Nous avons aussi travaillé pour que les anciens protocoles HAS soient bien déployés et reconnus de manière beaucoup plus large que s'ils devaient repasser sous les fourches caudines d'une nouvelle évaluation. Nous avions également développé des possibilités de protocoles à l'intérieur des établissements ; nous en observons les résultats et les travaux sont bien réengagés.
Vous avez évoqué les CPTS. Je partage avec vous l'idée que la crise a joué un rôle d'incubateur et j'en ai été moi-même très surprise.

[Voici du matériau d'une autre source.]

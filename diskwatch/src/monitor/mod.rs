//! Monitor module for scheduled disk space checks
//!
//! This module wires the two timelines together:
//! - The change check runs once at startup, then on every aligned boundary
//! - The daily report runs at the configured time of day
//!
//! Each timeline owns its snapshot; they share only the fetcher and the
//! notifier, which are stateless.

mod timeline;

pub use timeline::{ChangeCheck, CycleOutcome, DailyReport, Timeline};

use std::path::PathBuf;
use std::sync::Arc;

use anyhow::Result;
use tokio_util::sync::CancellationToken;

use crate::fetch::DiskSpaceFetcher;
use crate::notify::Notifier;
use crate::scheduler::{Clock, RecurringTask, Schedule, SystemClock};
use crate::store::{SnapshotKind, SnapshotStore};

/// Configuration for the monitor
#[derive(Debug, Clone)]
pub struct MonitorConfig {
    /// Directory holding the snapshot files
    pub state_dir: PathBuf,
    /// When change checks fire
    pub change_schedule: Schedule,
    /// When the daily report fires
    pub daily_schedule: Schedule,
    /// Run one cycle of each timeline and return
    pub once: bool,
}

/// The Monitor struct that owns the shared components and runs the timelines
pub struct Monitor {
    config: MonitorConfig,
    fetcher: Arc<DiskSpaceFetcher>,
    notifier: Arc<dyn Notifier>,
    clock: Arc<dyn Clock>,
}

impl Monitor {
    /// Create a new Monitor with the given configuration
    pub fn new(config: MonitorConfig, fetcher: DiskSpaceFetcher, notifier: Arc<dyn Notifier>) -> Self {
        Self {
            config,
            fetcher: Arc::new(fetcher),
            notifier,
            clock: Arc::new(SystemClock),
        }
    }

    /// Replace the wall clock (tests)
    pub fn with_clock(mut self, clock: Arc<dyn Clock>) -> Self {
        self.clock = clock;
        self
    }

    /// Load both timelines from the state directory
    pub fn jobs(&self) -> (ChangeCheck, DailyReport) {
        let recent = Timeline::load(SnapshotStore::new(&self.config.state_dir, SnapshotKind::Recent));
        let daily = Timeline::load(SnapshotStore::new(&self.config.state_dir, SnapshotKind::Daily));
        (
            ChangeCheck::new(recent, self.fetcher.clone(), self.notifier.clone()),
            DailyReport::new(daily, self.fetcher.clone(), self.notifier.clone()),
        )
    }

    /// Run the monitor (once or until Ctrl-C based on config)
    pub async fn run(&self) -> Result<()> {
        if self.config.once {
            self.run_once().await;
            return Ok(());
        }

        let cancel = CancellationToken::new();
        let on_signal = cancel.clone();
        tokio::spawn(async move {
            match tokio::signal::ctrl_c().await {
                Ok(()) => {
                    tracing::info!("Received Ctrl-C, shutting down");
                    on_signal.cancel();
                }
                Err(e) => tracing::error!(error = %e, "Failed to listen for Ctrl-C"),
            }
        });

        self.run_until(cancel).await
    }

    /// Run a single cycle of each timeline
    pub async fn run_once(&self) -> (CycleOutcome, CycleOutcome) {
        let (mut change, mut daily) = self.jobs();
        let change_outcome = change.run_cycle().await;
        let daily_outcome = daily.run_cycle().await;
        tracing::info!(
            change = ?change_outcome,
            daily = ?daily_outcome,
            "Single run complete"
        );
        (change_outcome, daily_outcome)
    }

    /// Run both timelines until `cancel` fires
    ///
    /// The change check runs immediately, then both recurring tasks are
    /// started. Returns once both tasks have finished their in-flight cycle.
    pub async fn run_until(&self, cancel: CancellationToken) -> Result<()> {
        let (mut change, daily) = self.jobs();

        tracing::info!("Running initial change check");
        tokio::select! {
            _ = cancel.cancelled() => {
                tracing::info!("Cancelled during initial change check");
                return Ok(());
            }
            _ = change.run_cycle() => {}
        }

        tracing::info!(
            change = %self.config.change_schedule,
            daily = %self.config.daily_schedule,
            state_dir = %self.config.state_dir.display(),
            "Starting scheduled monitoring"
        );
        let change_task = RecurringTask::new(
            change,
            self.config.change_schedule,
            self.clock.clone(),
            cancel.clone(),
        )
        .spawn();
        let daily_task = RecurringTask::new(
            daily,
            self.config.daily_schedule,
            self.clock.clone(),
            cancel.clone(),
        )
        .spawn();

        let (change_result, daily_result) = tokio::join!(change_task, daily_task);
        change_result?;
        daily_result?;

        tracing::info!("Monitor stopped");
        Ok(())
    }
}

Nous recensons aujourd'hui près de 700 projets et nous constatons un véritable engouement des professionnels pour s'organiser en CPTS. Cela nous permettra d'assurer une meilleure coordination avec l'hôpital puisque la difficulté que rencontraient jusqu'à présent les établissements de santé était d'organiser des relations avec des professionnels qui n'étaient eux-mêmes pas organisés. Je crois donc que ces CPTS ont gagné une consistance importante, sont en train de trouver leur place et de se développer. Une part très importante de la population est concernée.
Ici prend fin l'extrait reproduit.